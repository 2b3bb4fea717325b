//! The fstat merge iterator.
//!
//! Combines up to three sources — the remote fstat service, `p4 fstat`, and
//! the best local cache file — into a single stream of records with
//! `from_cl < changelist ≤ to_cl`, ordered by descending changelist, while
//! concurrently authoring the next cache file at the highest changelist
//! seen. The new cache only becomes visible on clean completion (temp file
//! + rename), so interrupted runs leave the store untouched.
//!
//! Callers MUST consume the iterator fully (or call [`FstatMerge::drain`]):
//! stopping early forfeits the new cache file and doubles the server work
//! of the next sync.

use std::collections::{HashSet, VecDeque};
use std::io::{BufRead, BufReader, Lines};
use std::path::PathBuf;

use flate2::read::MultiGzDecoder;
use o4_pyforce::{Flavor, P4Error, Pyforce, SizeSpec};
use tracing::{debug, info, warn};

use crate::cache::{self, CacheWriter};
use crate::error::FstatError;
use crate::record::{FstatRecord, Line, Revision, decode_line, sort_newest_first};
use crate::server::{FetchOutcome, FstatServer};

const FSTAT_FIELDS: &str =
    "headAction, headType, digest, fileSize, depotFile, headChange, headRev";
const RETRIES: u32 = 3;

/// What to merge, for which directory.
pub struct MergeOptions {
    /// Depot path including the trailing `/...`.
    pub depot_path: String,
    pub to_cl: u64,
    pub from_cl: u64,
    /// The workspace's `.o4` directory.
    pub o4_dir: PathBuf,
    /// Remote fstat service, when configured.
    pub server: Option<FstatServer>,
}
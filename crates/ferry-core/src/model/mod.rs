//! Domain types shared by the access, catalog, and relocation layers.

pub mod access;
pub mod container;
pub mod issue;
pub mod note;

use std::fmt;

/// Error returned when parsing an enum value from text.
#[derive(Debug, Clone, PartialEq, Eq)]
pub struct ParseEnumError {
    pub expected: &'static str,
    pub got: String,
}

impl fmt::Display for ParseEnumError {
    fn fmt(&self, f: &mut fmt::Formatter<'_>) -> fmt::Result {
        write!(f, "invalid {}: '{}'", self.expected, self.got)
    }
}

impl std::error::Error for ParseEnumError {}

fn normalize(input: &str) -> String {
    input.trim().to_ascii_lowercase()
}
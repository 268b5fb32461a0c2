use serde::{Deserialize, Serialize};
use std::{fmt, str::FromStr};

use super::{ParseEnumError, normalize};

/// Store identity of a container (project).
#[derive(Debug, Clone, Copy, PartialEq, Eq, PartialOrd, Ord, Hash, Serialize, Deserialize)]
#[serde(transparent)]
pub struct ContainerId(pub i64);

impl fmt::Display for ContainerId {
    fn fmt(&self, f: &mut fmt::Formatter<'_>) -> fmt::Result {
        write!(f, "{}", self.0)
    }
}

/// Who can see a container without being a member of it.
#[derive(Debug, Clone, Copy, PartialEq, Eq, Hash, Default, Serialize, Deserialize)]
#[serde(rename_all = "lowercase")]
pub enum Visibility {
    /// Members only.
    #[default]
    Private,
    /// Any signed-in user.
    Internal,
    /// Everyone.
    Public,
}

impl Visibility {
    pub(crate) const fn as_str(self) -> &'static str {
        match self {
            Self::Private => "private",
            Self::Internal => "internal",
            Self::Public => "public",
        }
    }
}

impl fmt::Display for Visibility {
    fn fmt(&self, f: &mut fmt::Formatter<'_>) -> fmt::Result {
        f.write_str(self.as_str())
    }
}

impl FromStr for Visibility {
    type Err = ParseEnumError;

    fn from_str(s: &str) -> Result<Self, Self::Err> {
        let normalized = normalize(s);
        match normalized.as_str() {
            "private" => Ok(Self::Private),
            "internal" => Ok(Self::Internal),
            "public" => Ok(Self::Public),
            _ => Err(ParseEnumError {
                expected: "visibility",
                got: s.to_string(),
            }),
        }
    }
}

/// A project that owns issues and carries its own membership list.
#[derive(Debug, Clone, PartialEq, Eq, Serialize, Deserialize)]
pub struct Container {
    pub id: ContainerId,
    /// Owning namespace, possibly nested (`group/subgroup`).
    pub namespace: String,
    /// URL slug, unique within the namespace.
    pub path: String,
    /// Human-readable name.
    pub name: String,
    pub visibility: Visibility,
}

impl Container {
    /// Canonical reference form: `namespace/path`.
    ///
    /// This is the prefix written in front of rewritten cross-references and
    /// in provenance notes.
    #[must_use]
    pub fn full_path(&self) -> String {
        format!("{}/{}", self.namespace, self.path)
    }

    /// Label shown in the destination picker: `namespace/name`.
    #[must_use]
    pub fn display_name(&self) -> String {
        format!("{}/{}", self.namespace, self.name)
    }

    /// Container-qualified reference to one of this container's issues.
    #[must_use]
    pub fn issue_reference(&self, number: u64) -> String {
        format!("{}#{number}", self.full_path())
    }
}

/// Invalid namespace or path segment.
#[derive(Debug, Clone, PartialEq, Eq, thiserror::Error)]
pub enum PathError {
    /// The input had no `/` separating namespace and path.
    #[error("'{0}' is not a full path; expected namespace/path")]
    MissingNamespace(String),

    /// A segment was empty or used characters outside `[A-Za-z0-9_.-]`.
    #[error("invalid path segment '{segment}' in '{input}'")]
    InvalidSegment { input: String, segment: String },
}

/// Validate a namespace (one or more `/`-separated segments).
///
/// # Errors
///
/// Returns [`PathError::InvalidSegment`] for the first bad segment.
pub fn validate_namespace(namespace: &str) -> Result<(), PathError> {
    for segment in namespace.split('/') {
        validate_segment(namespace, segment)?;
    }
    Ok(())
}

/// Validate a single path slug.
///
/// # Errors
///
/// Returns [`PathError::InvalidSegment`] if the slug is malformed.
pub fn validate_path(path: &str) -> Result<(), PathError> {
    validate_segment(path, path)
}

/// Split `namespace/path` at the last `/` and validate both halves.
///
/// # Errors
///
/// Returns [`PathError`] when the input has no namespace or any segment is
/// malformed.
pub fn split_full_path(full_path: &str) -> Result<(&str, &str), PathError> {
    let (namespace, path) = full_path
        .trim()
        .rsplit_once('/')
        .ok_or_else(|| PathError::MissingNamespace(full_path.to_string()))?;
    validate_namespace(namespace)?;
    validate_path(path)?;
    Ok((namespace, path))
}

fn validate_segment(input: &str, segment: &str) -> Result<(), PathError> {
    let bytes = segment.as_bytes();
    let well_formed = !bytes.is_empty()
        && bytes.first().is_some_and(u8::is_ascii_alphanumeric)
        && bytes.last().is_some_and(u8::is_ascii_alphanumeric)
        && bytes
            .iter()
            .all(|b| b.is_ascii_alphanumeric() || matches!(b, b'_' | b'.' | b'-'));

    if well_formed {
        Ok(())
    } else {
        Err(PathError::InvalidSegment {
            input: input.to_string(),
            segment: segment.to_string(),
        })
    }
}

[Exercise details]
Lines from the top of the entries through the line with "the highest changelist" are to be transcribed exactly, and nothing more.

[Completed exercise]
repository 2b3bb4fea717325b
//! The fstat merge iterator.
//!
//! Combines up to three sources — the remote fstat service, `p4 fstat`, and
//! the best local cache file — into a single stream of records with
//! `from_cl < changelist ≤ to_cl`, ordered by descending changelist, while
//! concurrently authoring the next cache file at the highest changelist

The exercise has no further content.